While frozen hot chocolate does not sound like the right kind of thing for December, it is a great nostalgic and refreshing treat even in winter.  This version is inspired by that classic New York City institution Serendipity who is famous for one thing - its decadent frozen hot chocolate that little tourists and NY princesses have been enjoying for decades.
 The restaurant (and frozen hot chocolate) make a brief cameo in Tell the Wolves I'm Home by Carol Rivka Brunt which was a real sleeper hit for me.  I had not heard anything about the book before I picked it up and about 10 pages in I was deeply in love with the book.  It is an emotional coming of age story of an awkward girl  - June Elbus - living in suburban New York in the eighties.   I immediately connected with the character.  June, at 14, is a little weird, a little overweight, she likes to wear lace up boots and medieval style dresses and hang out alone in the local woods and pretend she lives in medieval times.  

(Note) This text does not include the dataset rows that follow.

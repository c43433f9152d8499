//! edu_crm server
//!
//! Opens the collection store and serves the REST API.
//!
//! Usage:
//!   cargo run --bin load_data    # reset collections to the sample data
//!   cargo run --bin edu_crm      # start the server (0.0.0.0:11111)
//!   cargo run --bin crm-cli -- contacts list

use tokio::net::TcpListener;
use tracing::{debug, info};

use edu_crm::config::CrmConfig;
use edu_crm::crm::{Crm, COLLECTIONS};
use edu_crm::logging::init_logging;
use edu_crm::rest::create_router;
use edu_crm::storage::Storage;

#[tokio::main]
async fn main() -> Result<(), Box<dyn std::error::Error>> {
    dotenvy::dotenv().ok();
    let config = CrmConfig::from_env()?;
    let _log_guard = init_logging(&config);

    let storage = Storage::open_or_memory(&config.data_dir);
    for key in COLLECTIONS {
        storage.subscribe(key, move |value| {
            let records = value.as_array().map_or(1, Vec::len);
            debug!(collection = key, records, "collection changed");
        });
    }
    let crm = Crm::new(storage, config.seed_fixtures);

    let app = create_router(crm.clone(), config.report_dir.clone());
    let listener = TcpListener::bind(config.rest_addr).await?;
    info!(
        addr = %config.rest_addr,
        data_dir = %config.data_dir.display(),
        durable = crm.storage().is_durable(),
        "edu_crm REST API listening"
    );

    axum::serve(listener, app.into_make_service())
        .with_graceful_shutdown(async {
            tokio::signal::ctrl_c().await.ok();
        })
        .await?;

    crm.storage().flush()?;
    info!("shut down");
    Ok(())
}
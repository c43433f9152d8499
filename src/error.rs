use thiserror::Error;

/// Errors raised by the store, the entity commands and the configuration layer.
///
/// Unknown ids on `update`/`delete` are not errors: those commands return
/// `Ok(None)` / `Ok(false)`. `NotFound` is reserved for commands that have no
/// other way to report a missing record.
#[derive(Debug, Error)]
pub enum CrmError {
    #[error("{entity} with id {id} not found")]
    NotFound { entity: &'static str, id: String },

    #[error("Validation failed: {0}")]
    Validation(String),

    #[error("Invalid subscription transition: {from} -> {to}")]
    InvalidTransition { from: String, to: String },

    #[error("Subscription {id} already has the maximum of {max} team members")]
    TeamFull { id: String, max: u32 },

    #[error("Storage error: {0}")]
    Storage(#[from] sled::Error),

    #[error("Serialization error: {0}")]
    Serialization(#[from] serde_json::Error),

    #[error("IO error: {0}")]
    Io(#[from] std::io::Error),

    #[error("Configuration error: {0}")]
    Config(String),
}

impl CrmError {
    pub fn not_found(entity: &'static str, id: impl Into<String>) -> Self {
        CrmError::NotFound {
            entity,
            id: id.into(),
        }
    }
}

pub type Result<T> = std::result::Result<T, CrmError>;
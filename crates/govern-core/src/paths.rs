//! Default filesystem locations

use std::path::PathBuf;

use crate::constants::paths::{CONFIG_DIR_NAME, CONFIG_FILE_NAME, DATA_DIR_NAME, LOGS_DIR_NAME};

/// Root config directory (`~/.govern`), falling back to the working directory
pub fn config_dir() -> PathBuf {
    dirs::home_dir()
        .unwrap_or_else(|| PathBuf::from("."))
        .join(CONFIG_DIR_NAME)
}

/// Default store directory
pub fn data_dir() -> PathBuf {
    config_dir().join(DATA_DIR_NAME)
}

/// Log file directory
pub fn logs_dir() -> PathBuf {
    config_dir().join(LOGS_DIR_NAME)
}

/// Default config file path
pub fn config_file() -> PathBuf {
    config_dir().join(CONFIG_FILE_NAME)
}
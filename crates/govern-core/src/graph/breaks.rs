//! Chain-break detection and abandoned-plan purging

use chrono::{DateTime, Duration, Utc};
use tracing::info;

use super::types::{PlanStatus, TaskGraph, TaskStatus};

/// An inconsistency found in an active plan
#[derive(Debug, Clone, PartialEq, Eq)]
pub enum GraphBreak {
    /// Active plan with unfinished work but nothing in flight
    NoActiveTask {
        plan_id: String,
        startable: usize,
        blocked: usize,
    },
    /// Task active past the staleness threshold with no checkpoints
    StaleTask {
        plan_id: String,
        task_id: String,
        active_minutes: i64,
    },
    /// Dependency or temporal gate pointing at nothing
    BrokenReference {
        plan_id: String,
        task_id: String,
        missing: String,
    },
}

impl std::fmt::Display for GraphBreak {
    fn fmt(&self, f: &mut std::fmt::Formatter<'_>) -> std::fmt::Result {
        match self {
            GraphBreak::NoActiveTask {
                plan_id,
                startable,
                blocked,
            } => {
                if *startable > 0 {
                    write!(
                        f,
                        "plan {} has no active task but {} startable task(s)",
                        plan_id, startable
                    )
                } else {
                    write!(
                        f,
                        "plan {} has no active task and all {} remaining task(s) are blocked",
                        plan_id, blocked
                    )
                }
            }
            GraphBreak::StaleTask {
                task_id,
                active_minutes,
                ..
            } => write!(
                f,
                "task {} active for {} minutes with no checkpoints",
                task_id, active_minutes
            ),
            GraphBreak::BrokenReference {
                task_id, missing, ..
            } => write!(f, "task {} references missing task {}", task_id, missing),
        }
    }
}

/// Scan every active plan for chain breaks
pub fn detect_graph_breaks(
    graph: &TaskGraph,
    stale_after: std::time::Duration,
    now: DateTime<Utc>,
) -> Vec<GraphBreak> {
    let stale_after = Duration::from_std(stale_after).unwrap_or_else(|_| Duration::minutes(30));
    let mut breaks = Vec::new();

    for plan in graph
        .visible_plans()
        .filter(|p| p.status == PlanStatus::Active)
    {
        let in_flight = plan
            .tasks
            .iter()
            .any(|t| matches!(t.status, TaskStatus::Active | TaskStatus::Review));
        let startable = plan.count_with_status(TaskStatus::Planned);
        let blocked = plan.count_with_status(TaskStatus::Blocked);
        if !in_flight && startable + blocked > 0 {
            breaks.push(GraphBreak::NoActiveTask {
                plan_id: plan.id.clone(),
                startable,
                blocked,
            });
        }

        for task in plan.tasks.iter().filter(|t| t.status == TaskStatus::Active) {
            let Some(started) = task.started_at else {
                continue;
            };
            let elapsed = now - started;
            if elapsed > stale_after && task.checkpoints.is_empty() {
                breaks.push(GraphBreak::StaleTask {
                    plan_id: plan.id.clone(),
                    task_id: task.id.clone(),
                    active_minutes: elapsed.num_minutes(),
                });
            }
        }

        for task in plan.all_nodes() {
            let refs = task
                .depends_on
                .iter()
                .chain(task.temporal_gate.as_ref().map(|g| &g.after));
            for missing in refs.filter(|id| graph.find_node(id).is_none()) {
                breaks.push(GraphBreak::BrokenReference {
                    plan_id: plan.id.clone(),
                    task_id: task.id.clone(),
                    missing: missing.clone(),
                });
            }
        }
    }

    breaks
}

/// Soft-delete abandoned plans untouched for longer than `threshold`.
///
/// Purged plans stay in the graph for audit; views skip them.
pub fn purge_abandoned_plans(
    graph: &mut TaskGraph,
    threshold: std::time::Duration,
    now: DateTime<Utc>,
) -> Vec<String> {
    let threshold = Duration::from_std(threshold).unwrap_or_else(|_| Duration::hours(48));
    let mut purged = Vec::new();
    for plan in graph.work_plans.iter_mut() {
        if plan.status == PlanStatus::Abandoned
            && plan.purged_at.is_none()
            && now - plan.modified_at > threshold
        {
            plan.purged_at = Some(now);
            purged.push(plan.id.clone());
        }
    }
    if !purged.is_empty() {
        info!(count = purged.len(), "Purged abandoned plans");
    }
    purged
}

June is lonely and isolated and the only person in her life that gets her is her gay uncle Finn, who is a painter that lives in New York and is dying of AIDS.  This is the eighties so the disease is new and something to be kept under wraps.  In stark contrast with June's positive relationship with her uncle is the fractured relationship she has with her older sister Greta - the two of them used to be thick as thieves and then Greta became mean and is cruel and mocking to her younger sister.  The book is about these two relationships and June's rough passage into young adulthood.
 
I think I formed such a connection with this book because like June Elbus, I was an dorky nerdy kid in the eighties (though the book takes place in the early eighties when I was not a teenager yet).  In June Rivka Brunt has created a character that the reader will instantly emphasize with.  She doesn't have many friends and her older sister, who used to be her best friends, treats her with the kind of contempt uniquely mastered by pretty teenage girls.  

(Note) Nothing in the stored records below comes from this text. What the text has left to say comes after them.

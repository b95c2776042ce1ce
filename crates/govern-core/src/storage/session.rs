//! Per-session governance state

use chrono::{DateTime, Utc};
use serde::{Deserialize, Serialize};

use crate::graph::TaskNode;

/// Denormalized reference to the session's active task node
#[derive(Debug, Clone, PartialEq, Eq, Serialize, Deserialize)]
pub struct ActiveTaskRef {
    pub id: String,
    pub name: String,
}

impl From<&TaskNode> for ActiveTaskRef {
    fn from(node: &TaskNode) -> Self {
        Self {
            id: node.id.clone(),
            name: node.name.clone(),
        }
    }
}

/// Last tool call the gate refused, for retry detection
#[derive(Debug, Clone, PartialEq, Eq, Serialize, Deserialize)]
pub struct BlockedCall {
    pub tool: String,
    pub at: DateTime<Utc>,
}

/// Governance state of one agent session
#[derive(Debug, Clone, PartialEq, Serialize, Deserialize)]
pub struct SessionState {
    pub session_id: String,
    #[serde(default, skip_serializing_if = "Option::is_none")]
    pub active_task: Option<ActiveTaskRef>,
    #[serde(default, skip_serializing_if = "Option::is_none")]
    pub last_block: Option<BlockedCall>,
    /// Agent identity captured for this session
    #[serde(default, skip_serializing_if = "Option::is_none")]
    pub agent: Option<String>,
    pub updated_at: DateTime<Utc>,
}

impl SessionState {
    pub fn new(session_id: impl Into<String>) -> Self {
        Self {
            session_id: session_id.into(),
            active_task: None,
            last_block: None,
            agent: None,
            updated_at: Utc::now(),
        }
    }

    /// Whether `tool` was already refused within `window` of `now`
    pub fn is_retry(&self, tool: &str, window: std::time::Duration, now: DateTime<Utc>) -> bool {
        let Some(block) = &self.last_block else {
            return false;
        };
        let window =
            chrono::Duration::from_std(window).unwrap_or_else(|_| chrono::Duration::seconds(30));
        block.tool == tool && now - block.at <= window
    }

    /// Drop the active task if it is the given node
    pub fn clear_task(&mut self, task_id: &str) {
        if self.active_task.as_ref().map(|t| t.id == task_id).unwrap_or(false) {
            self.active_task = None;
        }
    }
}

The only person that makes June feel special is her uncle Finn - her mother's brother.  Finn is a painter and when the novel starts he is in the final stages of painting a portrait of June and her sister Greta.  

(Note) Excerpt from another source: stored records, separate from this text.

//! Plan-level commands: create, add_task, status, archive, abandon

use chrono::Utc;
use tracing::info;

use super::{required, CommandError, CommandResult};
use crate::constants::graph::STALE_ACTIVE_TASK;
use crate::graph::{
    activate_plan, add_task as add_graph_task, detect_graph_breaks, PlanCategory, PlanStatus,
    TaskGraph, TaskNode, TaskStatus, WorkPlan,
};
use crate::storage::PersistenceContext;

/// Arguments of `add_task`
#[derive(Debug, Clone, Default)]
pub struct NewTask {
    /// Plan to add to; the active plan when unset
    pub plan_id: Option<String>,
    pub name: String,
    pub expected_output: String,
    pub depends_on: Vec<String>,
    pub plan_ahead: bool,
    pub allowed_tools: Vec<String>,
    pub temporal_gate: Option<(String, String)>,
}

/// Create a plan and make it the active one
pub fn create(
    ctx: &PersistenceContext,
    agent: Option<&str>,
    name: Option<&str>,
    acceptance: Vec<String>,
    category: Option<&str>,
) -> CommandResult {
    let name = required(name, "name")?;
    let category = match category {
        Some(raw) => raw
            .parse::<PlanCategory>()
            .map_err(CommandError::InvalidArgument)?,
        None => PlanCategory::default(),
    };

    let mut plan = WorkPlan::new(name);
    plan.acceptance = acceptance;
    plan.category = category;
    plan.owner_agent = agent.map(String::from);
    let plan_id = plan.id.clone();

    ctx.try_update_graph(|graph| {
        if let Some(active) = graph.active_plan() {
            return Err(CommandError::InvalidState(format!(
                "plan {} \"{}\" is already active; complete, archive or abandon it first",
                active.id, active.name
            )));
        }
        graph.work_plans.push(plan);
        activate_plan(graph, &plan_id, Utc::now())?;
        Ok(())
    })?;
    info!(plan_id = %plan_id, category = %category, "Plan created");
    Ok(format!("Created plan {} \"{}\" ({}), now active", plan_id, name, category))
}

/// Add a task node to a plan; it starts `blocked` when prerequisites are pending
pub fn add_task(ctx: &PersistenceContext, task: NewTask) -> CommandResult {
    let name = required(Some(task.name.as_str()), "name")?.to_string();
    let expected_output =
        required(Some(task.expected_output.as_str()), "expected_output")?.to_string();

    let (task_id, status) = ctx.try_update_graph(|graph| {
        let plan_id = match task.plan_id.as_deref() {
            Some(id) => graph
                .find_plan(id)
                .map(|p| p.id.clone())
                .ok_or_else(|| CommandError::NotFound(format!("plan {}", id)))?,
            None => graph
                .active_plan()
                .map(|p| p.id.clone())
                .ok_or_else(|| {
                    CommandError::InvalidState("no active plan; create one first".into())
                })?,
        };
        if let Some(plan) = graph.find_plan(&plan_id) {
            if !matches!(plan.status, PlanStatus::Draft | PlanStatus::Active) {
                return Err(CommandError::InvalidState(format!(
                    "plan {} is {}; tasks can only be added to draft or active plans",
                    plan.id, plan.status
                )));
            }
        }

        let mut node = TaskNode::new(&plan_id, name.as_str(), expected_output.as_str())
            .with_depends_on(task.depends_on.clone())
            .with_allowed_tools(task.allowed_tools.clone());
        if let Some((after, reason)) = &task.temporal_gate {
            node = node.with_temporal_gate(after.as_str(), reason.as_str());
        }
        let id = add_graph_task(graph, node, task.plan_ahead)?;
        let status = graph
            .find_node(&id)
            .map(|n| n.status)
            .unwrap_or_default();
        Ok::<_, CommandError>((id, status))
    })?;

    let list = if task.plan_ahead { " to plan-ahead" } else { "" };
    Ok(format!("Added task {} \"{}\"{} (status: {})", task_id, name, list, status))
}

/// Move a completed plan to `archived`
pub fn archive(ctx: &PersistenceContext, target_id: Option<&str>) -> CommandResult {
    let plan_id = required(target_id, "target_id")?;
    ctx.try_update_graph(|graph| {
        let plan = graph
            .find_plan_mut(plan_id)
            .ok_or_else(|| CommandError::NotFound(format!("plan {}", plan_id)))?;
        if plan.status != PlanStatus::Completed {
            return Err(CommandError::InvalidState(format!(
                "plan {} is {}; only completed plans can be archived",
                plan.id, plan.status
            )));
        }
        plan.status = PlanStatus::Archived;
        plan.modified_at = Utc::now();
        Ok(())
    })?;
    info!(plan_id, "Plan archived");
    Ok(format!("Archived plan {}", plan_id))
}

/// Abandon a draft or active plan and release every session working on it
pub fn abandon(ctx: &PersistenceContext, target_id: Option<&str>) -> CommandResult {
    let plan_id = required(target_id, "target_id")?;
    let task_ids = ctx.try_update_graph(|graph| {
        let plan = graph
            .find_plan_mut(plan_id)
            .ok_or_else(|| CommandError::NotFound(format!("plan {}", plan_id)))?;
        if !matches!(plan.status, PlanStatus::Draft | PlanStatus::Active) {
            return Err(CommandError::InvalidState(format!(
                "plan {} is {} and cannot be abandoned",
                plan.id, plan.status
            )));
        }
        plan.status = PlanStatus::Abandoned;
        plan.modified_at = Utc::now();
        let ids: Vec<String> = plan.all_nodes().map(|t| t.id.clone()).collect();
        if graph.active_work_plan_id.as_deref() == Some(plan_id) {
            graph.active_work_plan_id = None;
        }
        Ok(ids)
    })?;

    for task_id in &task_ids {
        for session_id in ctx.sessions_on_task(task_id) {
            ctx.update_session(&session_id, |s| s.clear_task(task_id));
        }
    }
    info!(plan_id, "Plan abandoned");
    Ok(format!("Abandoned plan {}", plan_id))
}

fn format_task_line(task: &TaskNode) -> String {
    let mut line = format!("  - [{}] {} \"{}\"", task.status, task.id, task.name);
    if !task.depends_on.is_empty() {
        line.push_str(&format!(" (after: {})", task.depends_on.join(", ")));
    }
    if let Some(gate) = &task.temporal_gate {
        line.push_str(&format!(" (gate: {} - {})", gate.after, gate.reason));
    }
    if !task.checkpoints.is_empty() {
        line.push_str(&format!(" [{} checkpoints]", task.checkpoints.len()));
    }
    line
}

/// Multi-line summary of one plan
pub fn format_plan(plan: &WorkPlan) -> String {
    let mut out = format!(
        "Plan {} \"{}\" [{}] ({}, {})",
        plan.id, plan.name, plan.status, plan.category, plan.governance_level
    );
    if let Some(owner) = &plan.owner_agent {
        out.push_str(&format!(" owner: {}", owner));
    }
    for criterion in &plan.acceptance {
        out.push_str(&format!("\n  acceptance: {}", criterion));
    }
    out.push_str(&format!(
        "\n  {} of {} tasks completed",
        plan.count_with_status(TaskStatus::Completed),
        plan.tasks.len()
    ));
    for task in &plan.tasks {
        out.push('\n');
        out.push_str(&format_task_line(task));
    }
    if !plan.plan_ahead.is_empty() {
        out.push_str("\n  plan-ahead:");
        for task in &plan.plan_ahead {
            out.push('\n');
            out.push_str(&format_task_line(task));
        }
    }
    out
}

/// Detailed view of one task node
pub fn format_task(task: &TaskNode) -> String {
    let mut out = format!(
        "Task {} \"{}\" [{}] in plan {}\n  expected output: {}",
        task.id, task.name, task.status, task.plan_id, task.expected_output
    );
    if !task.allowed_tools.is_empty() {
        out.push_str(&format!("\n  allowed tools: {}", task.allowed_tools.join(", ")));
    }
    if let Some(by) = &task.delegated_by {
        out.push_str(&format!("\n  delegated by: {}", by));
    }
    if let Some(to) = &task.assigned_to {
        out.push_str(&format!("\n  assigned to: {}", to));
    }
    for cp in &task.checkpoints {
        out.push_str(&format!("\n  checkpoint {} {}", cp.timestamp.format("%H:%M:%S"), cp.summary));
    }
    if !task.artifacts.is_empty() {
        out.push_str(&format!("\n  artifacts: {}", task.artifacts.join(", ")));
    }
    if let Some(result) = &task.result {
        out.push_str(&format!("\n  result: {}", result.evidence));
    }
    out
}

/// Graph-break warnings, one per line
pub fn format_breaks(graph: &TaskGraph) -> Option<String> {
    let breaks = detect_graph_breaks(graph, STALE_ACTIVE_TASK, Utc::now());
    if breaks.is_empty() {
        return None;
    }
    let lines: Vec<String> = breaks.iter().map(|b| format!("  ! {}", b)).collect();
    Some(format!("Warnings:\n{}", lines.join("\n")))
}

/// Status of a plan, a task, or (with no target) every visible plan
pub fn status(ctx: &PersistenceContext, target_id: Option<&str>) -> CommandResult {
    ctx.with_graph(|graph| {
        if let Some(target) = target_id.map(str::trim).filter(|t| !t.is_empty()) {
            if let Some(plan) = graph.find_plan(target) {
                return Ok(format_plan(plan));
            }
            if let Some(task) = graph.find_node(target) {
                return Ok(format_task(task));
            }
            return Err(CommandError::NotFound(target.to_string()));
        }

        let plans: Vec<&WorkPlan> = graph.visible_plans().collect();
        if plans.is_empty() {
            return Ok(
                "No plans. Create one with govern_plan action=create or govern_task action=quick_start"
                    .to_string(),
            );
        }
        let mut sections: Vec<String> = Vec::new();
        match graph.active_plan() {
            Some(active) => sections.push(format!("Active: {}", format_plan(active))),
            None => sections.push("No active plan".to_string()),
        }
        let others: Vec<String> = plans
            .iter()
            .filter(|p| Some(p.id.as_str()) != graph.active_work_plan_id.as_deref())
            .map(|p| format!("  {} \"{}\" [{}]", p.id, p.name, p.status))
            .collect();
        if !others.is_empty() {
            sections.push(format!("Other plans:\n{}", others.join("\n")));
        }
        if let Some(warnings) = format_breaks(graph) {
            sections.push(warnings);
        }
        Ok(sections.join("\n\n"))
    })
}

June's attachment to her uncle mimics a teenage crush, which her sister taunts her with and makes her question herself.  
The fact that Finn is sick is not spoken of, and when June learns the truth she is devastated.  Eventually June warily gets to know and form a relationship with Finn's boyfriend Toby.  He is the person who June's mother blames for giving her uncle AIDS and so June must meet with him in secret.  He is a bit dangerous  - he smokes, he drinks, he is British and a little wild.
  
Through Toby, June learns things about her uncle she never knew and questions whether she knew him that well at all, and whether he really loved her as much as she thought.  She also questions her mother and her relationship with her uncle.  June's relationship with Toby forces her to grow up and realize that the world our parents paint for us is not always the truth.  Equally central to the story is June's complicated relationship with her sister Greta who is going through a bit of a crisis.  The emotional roller-coaster of these two sisters being at odds and then coming back together is incredibly moving.   While the novel deals with difficult subjects like AIDS, loss, family lies, at its core it is about love and it treats its main subject - June - with great affection.  I devoured this novel and absolutely loved it.  Highly recommend.


Frozen Hot Chocolate
(printable recipe)

June's Uncle Finn is the person that introduced to her to all the cool places in New York - the Cloisters, museums, Central Park and Serendipity Frozen Hot Chocolate.  This Upper East Side institution with it's carnival decorated interior is famous for one thing - this rich frozen treat.  I have no idea what else the restaurant serves, if anything.  For me it seems perfect that this place was somehwere June visited with her Uncle  - I remember going on a trip to NY with my Mom in the 80's and I thought it was the coolest place I had ever been and this Frozen Hot Chocolate was the most delicious thing I had ever tasted.  It is basically a milk shake, but it is fabulous.

Ingredients
3 ounces chocolate of your choice, chopped
2 teaspoons hot cocoa mix
1 tablespoon sugar
1 and 1/2 cups milk
whipped cream and chocolate shavings to serve

Directions:
1.       Melt the chocolate in a bowl set over simmering water.
2.       Remove the bowl from stove and stir in the cocoa mix and the sugar until smooth.
3.       Slowly stir in 1/2 cup of the milk until incorporated.
4.       Combine the chocolate mixture, rest of the milk and ice in blender and blend until it is a slushy consistency.
Serve with whipped cream and chocolate shavings.